The serial console showed the following message repeating on the screen:

  scsi0 (0:0): rejecting I/O to offline device  EXT3-fs error (device sda2): ext3_find_entry: reading directory #178817 offset 0

The nightly full database backup kicked off at 2:00 and should finish by 2:45am.
Log exported from the PERC 4e/di controller showed that PR (patrol read) is scheduled to run every four hours and one started at 1:00 and didn't get to finish either.
Same RAID controller log also has two interesting entries that coincided with the two outages. These are the only two "ProcessHostDmaInterrupt: No requests active" for a log stretching back to last June. The DMA thingy made the BIOS update A01 interesting in that it corrects memory address assignment or claims by the raid controller ( The server has 16G DDR2 ECC RAM, 2G chips)

09/18  2:05:47: ProcessHostDmaInterrupt: No requests active! (ch=a0102be8)
09/18  2:05:47: ProcessHostDmaInterrupt: No requests active! (ch=a0102be8)
10/18  2:13:34: ProcessHostDmaInterrupt: No requests active! (ch=a0102be8)
10/18  2:13:34: ProcessHostDmaInterrupt: No requests active! (ch=a0102be8)

Some postings suggests turning off PR may help in case it conflicts with heavy disk I/O from application tasks. However, at time of both outages, the disk I/O and the CPU load is not the highest, as we've seen much higher ones during the day every work day, per the baselines neatly graphed using RRDTOOL by our new Hobbit Monitor.
Dell Diag is run and nothing is reported wrong, for the memory, disks, RAID controller and such.

Checking Dell's Driver download site with the server's service tag turned up a few interesting potential fixes:

LSI Logic Perc 4e/Di, v.522A, A13 [[We are at 521S, A00]] Release Date: 9/11/2006

"Fixed an issue that could cause a blue screen, file system error or system hang when using EVPD inquiry commands."
Anybody has any idea what is exactly "an issue" ?!

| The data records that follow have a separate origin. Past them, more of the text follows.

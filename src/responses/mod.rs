pub(crate) mod client;
pub(crate) mod request;
pub(crate) mod response;

pub use client::{ResponsesClient, ResponsesProviderConfig};
pub use request::Request;
pub use response::{MessageContent, OutputItem, Response, ResponseStatus};
//! # Fotobatch Preparation Engine
//!
//! Turns tabular museum photo metadata into validated publication
//! documents plus the curated mapping tables that back them. The
//! pipeline stages, in run order:
//!
//! 1. [`tabular`] — parse the delimited source datasets.
//! 2. [`merge`] — unify two institutions' paired datasets, attaching
//!    archive cards and surfacing structural problems.
//! 3. [`builder`] — scan the unified records and update the mapping
//!    store for the next curation round.
//! 4. [`render`] — produce one document (or one tagged rejection) per
//!    record against the frozen, curator-edited store.
//! 5. [`report`] — serialize publication units and the reject report.
//!
//! The mapping builder must complete before any rendering: the renderer
//! assumes a stable, fully updated store for the whole run.

pub mod builder;
pub mod links;
pub mod merge;
pub mod render;
pub mod report;
pub mod tabular;

pub use builder::update_mappings;
pub use merge::{merge, MergeOutcome};
pub use render::{RenderOutcome, RenderedDocument, Renderer};
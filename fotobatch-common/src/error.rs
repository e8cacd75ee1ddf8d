//! Common error types for the fotobatch tools

use thiserror::Error;

/// Common result type for fotobatch operations
pub type Result<T> = std::result::Result<T, Error>;

/// Common error types across the fotobatch crates
#[derive(Error, Debug)]
pub enum Error {
    /// I/O operation error (wraps std::io::Error)
    #[error("IO error: {0}")]
    Io(#[from] std::io::Error),

    /// Configuration loading or validation error
    #[error("Configuration error: {0}")]
    Config(String),

    /// Malformed delimited-text input (bad header, wrong cell count, ...)
    #[error("Tabular data error: {0}")]
    Tabular(String),

    /// Invalid record field content
    #[error("Invalid input: {0}")]
    InvalidInput(String),

    /// JSON (de)serialization error (wraps serde_json::Error)
    #[error("Serialization error: {0}")]
    Serialization(#[from] serde_json::Error),
}
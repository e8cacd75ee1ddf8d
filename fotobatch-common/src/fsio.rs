//! Atomic file replacement for run outputs.
//!
//! The mapping store and the run reports must never be left half-written:
//! an aborted run has to leave the previous persisted state untouched.
//! All writers therefore go through a write-to-temp-then-rename helper.

use crate::Result;
use std::fs;
use std::path::{Path, PathBuf};

/// Write `contents` to `path`, replacing any existing file atomically.
///
/// The data is first written to a sibling `.tmp` file and then renamed
/// over the target, so a crash mid-write leaves the old file intact.
pub fn write_atomic(path: &Path, contents: &str) -> Result<()> {
    let tmp_path = temp_sibling(path);
    fs::write(&tmp_path, contents)?;
    fs::rename(&tmp_path, path)?;
    Ok(())
}

fn temp_sibling(path: &Path) -> PathBuf {
    let mut name = path
        .file_name()
        .map(|n| n.to_os_string())
        .unwrap_or_else(|| "out".into());
    name.push(".tmp");
    path.with_file_name(name)
}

BIOS upgrade A01 [[ we are at A00 ]]

Added workaround for lockup resulting from the systems with 8GB RAM or more and RAID storage controller potentially claiming inappropriate addresses.

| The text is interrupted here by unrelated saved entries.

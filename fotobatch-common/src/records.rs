//! Record model for photograph and archive-card metadata.
//!
//! Pure data containers plus field accessors. The only behavior here is
//! construction validation (join keys must be present) and the mapping
//! between records and the mappable field categories, which both the
//! mapping builder and the renderer read through [`category_values`] so
//! that value extraction is defined in exactly one place.

use crate::mappings::FieldCategory;
use crate::{Error, Result};
use serde::{Deserialize, Serialize};
use std::fmt;

/// Source museum codes. A small fixed set; the code drives which
/// downstream link template is used.
#[derive(Debug, Clone, Copy, PartialEq, Eq, Hash, Serialize, Deserialize)]
pub enum Institution {
    /// Etnografiska museet
    Em,
    /// Medelhavsmuseet
    Mm,
    /// Östasiatiska museet
    Om,
    /// Världskulturmuseet
    Vkm,
}

impl Institution {
    /// Parse a museum code as it appears in the source data.
    pub fn from_code(code: &str) -> Result<Self> {
        match code {
            "EM" => Ok(Self::Em),
            "MM" => Ok(Self::Mm),
            "OM" => Ok(Self::Om),
            "VKM" => Ok(Self::Vkm),
            other => Err(Error::InvalidInput(format!(
                "unknown institution code: {other}"
            ))),
        }
    }

    pub fn code(self) -> &'static str {
        match self {
            Self::Em => "EM",
            Self::Mm => "MM",
            Self::Om => "OM",
            Self::Vkm => "VKM",
        }
    }
}

impl fmt::Display for Institution {
    fn fmt(&self, f: &mut fmt::Formatter<'_>) -> fmt::Result {
        f.write_str(self.code())
    }
}

impl Default for Institution {
    fn default() -> Self {
        Self::Em
    }
}

/// One row of the primary dataset: a single photograph.
///
/// Scalar fields are `Option<String>` where absence is meaningful;
/// multi-valued fields are `Vec<String>` (one element per list entry in
/// the source cell).
#[derive(Debug, Clone, Default, PartialEq, Serialize, Deserialize)]
pub struct PhotoRecord {
    /// Unique within an institution; uniqueness across the combined
    /// merged set is enforced by the merger.
    pub photo_number: String,
    pub accession_number: String,
    /// Join key to archive cards of the same institution.
    pub post_number: String,
    pub institution: Institution,

    /// Required for publication.
    pub photographer: Option<String>,
    /// Required for publication.
    pub description: Option<String>,
    pub english_description: Option<String>,

    pub event: Option<String>,
    pub depicted_persons: Vec<String>,
    pub motif_keywords: Vec<String>,
    pub search_keywords: Vec<String>,
    pub country: Option<String>,
    pub region: Option<String>,
    pub place: Option<String>,
    pub ethnic_group: Vec<String>,
    pub ethnic_group_historical: Vec<String>,
    pub geographic_name_other: Vec<String>,
    pub references: Vec<String>,

    /// Free text, expected shape `YYYY`, `YYYY-MM` or `YYYY-MM-DD`.
    /// An invalid shape is a soft validation failure at render time.
    pub photo_date: Option<String>,
    /// References to records in other archive systems, each a prefixed
    /// identifier such as `gnm:photo/GNM1234`.
    pub external_same_as: Vec<String>,
}

impl PhotoRecord {
    /// Construction validation: both identity keys must be present.
    pub fn validate(&self) -> Result<()> {
        if self.photo_number.trim().is_empty() {
            return Err(Error::InvalidInput(
                "photo record without photo number".to_string(),
            ));
        }
        if self.post_number.trim().is_empty() {
            return Err(Error::InvalidInput(format!(
                "{}: photo record without post number",
                self.photo_number
            )));
        }
        Ok(())
    }
}

/// One row of the archive-card dataset: a physical archive reference.
#[derive(Debug, Clone, PartialEq, Serialize, Deserialize)]
pub struct ArchiveCard {
    pub card_id: String,
    /// Join key to the owning photo record.
    pub post_number: String,
    pub institution: Institution,
}

impl ArchiveCard {
    pub fn validate(&self) -> Result<()> {
        if self.card_id.trim().is_empty() {
            return Err(Error::InvalidInput(
                "archive card without card id".to_string(),
            ));
        }
        if self.post_number.trim().is_empty() {
            return Err(Error::InvalidInput(format!(
                "{}: archive card without post number",
                self.card_id
            )));
        }
        Ok(())
    }
}

/// A photo record joined with its archive cards from the same
/// institution. A record may have zero cards; every card in a merged
/// dataset belongs to exactly one record.
#[derive(Debug, Clone, PartialEq)]
pub struct MergedRecord {
    pub photo: PhotoRecord,
    pub cards: Vec<ArchiveCard>,
}

/// The raw values a record contributes to one mappable field category,
/// in field order. Multi-valued fields contribute each element
/// separately; blank values are skipped.
pub fn category_values(photo: &PhotoRecord, category: FieldCategory) -> Vec<String> {
    let scalar = |v: &Option<String>| -> Vec<String> {
        v.iter()
            .map(|s| s.trim())
            .filter(|s| !s.is_empty())
            .map(str::to_string)
            .collect()
    };
    let list = |v: &[String]| -> Vec<String> {
        v.iter()
            .map(|s| s.trim())
            .filter(|s| !s.is_empty())
            .map(str::to_string)
            .collect()
    };

    match category {
        FieldCategory::Institution => vec![photo.institution.code().to_string()],
        FieldCategory::Photographer => scalar(&photo.photographer),
        FieldCategory::Event => scalar(&photo.event),
        FieldCategory::Person => list(&photo.depicted_persons),
        FieldCategory::Country => scalar(&photo.country),
        FieldCategory::Region => scalar(&photo.region),
        FieldCategory::Place => scalar(&photo.place),
        FieldCategory::EthnicGroup => {
            let mut values = list(&photo.ethnic_group);
            values.extend(list(&photo.ethnic_group_historical));
            values
        }
        FieldCategory::MotifKeyword => list(&photo.motif_keywords),
        FieldCategory::SearchKeyword => list(&photo.search_keywords),
    }
}
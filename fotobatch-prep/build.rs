//! Build script for fotobatch-prep
//!
//! Captures build identification information at compile time:
//! - Git commit hash (short form)
//! - Build timestamp
//! - Build profile (debug/release)

use std::process::Command;

fn main() {
    // Capture git commit hash (short form, 8 characters)
    let git_hash = Command::new("git")
        .args(["rev-parse", "--short=8", "HEAD"])
        .output()
        .ok()
        .and_then(|output| {
            if output.status.success() {
                String::from_utf8(output.stdout).ok()
            } else {
                None
            }
        })
        .map(|s| s.trim().to_string())
        .unwrap_or_else(|| "unknown".to_string());

    // Capture build timestamp in ISO 8601 format with local timezone
    let build_timestamp = chrono::Local::now().to_rfc3339_opts(chrono::SecondsFormat::Secs, false);

    // Determine build profile
    let profile = std::env::var("PROFILE").unwrap_or_else(|_| "unknown".to_string());

    // Make values available to the binary via environment variables
    println!("cargo:rustc-env=GIT_HASH={}", git_hash);
    println!("cargo:rustc-env=BUILD_TIMESTAMP={}", build_timestamp);
    println!("cargo:rustc-env=BUILD_PROFILE={}", profile);
}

SCSI controller firmware update JT00 for various Maxtor drives

"Under certain circumstances a hard disk drive may go offline, hard disk drives (HDD), may report offline due to a timeout condition. If the HDD is unable to complete commands, this may result in the controller reporting the HDD off line due to a timeout condition."
"Higher than expected failures rates have been reported on the Maxtor Atlas 10K V ULD (unleaded or lead free) SCSI hard disk drives. If the hard disk drive (HDD) is unable to complete commands, this may result in the controller reporting the HDD offline due to the timeout condition. The primary failure modes have been the HDD failing to successfully rebuild and also failing after a rebuild has completed."
Sounds promising, but it turned out that drives in our PE6850 are all Seagate.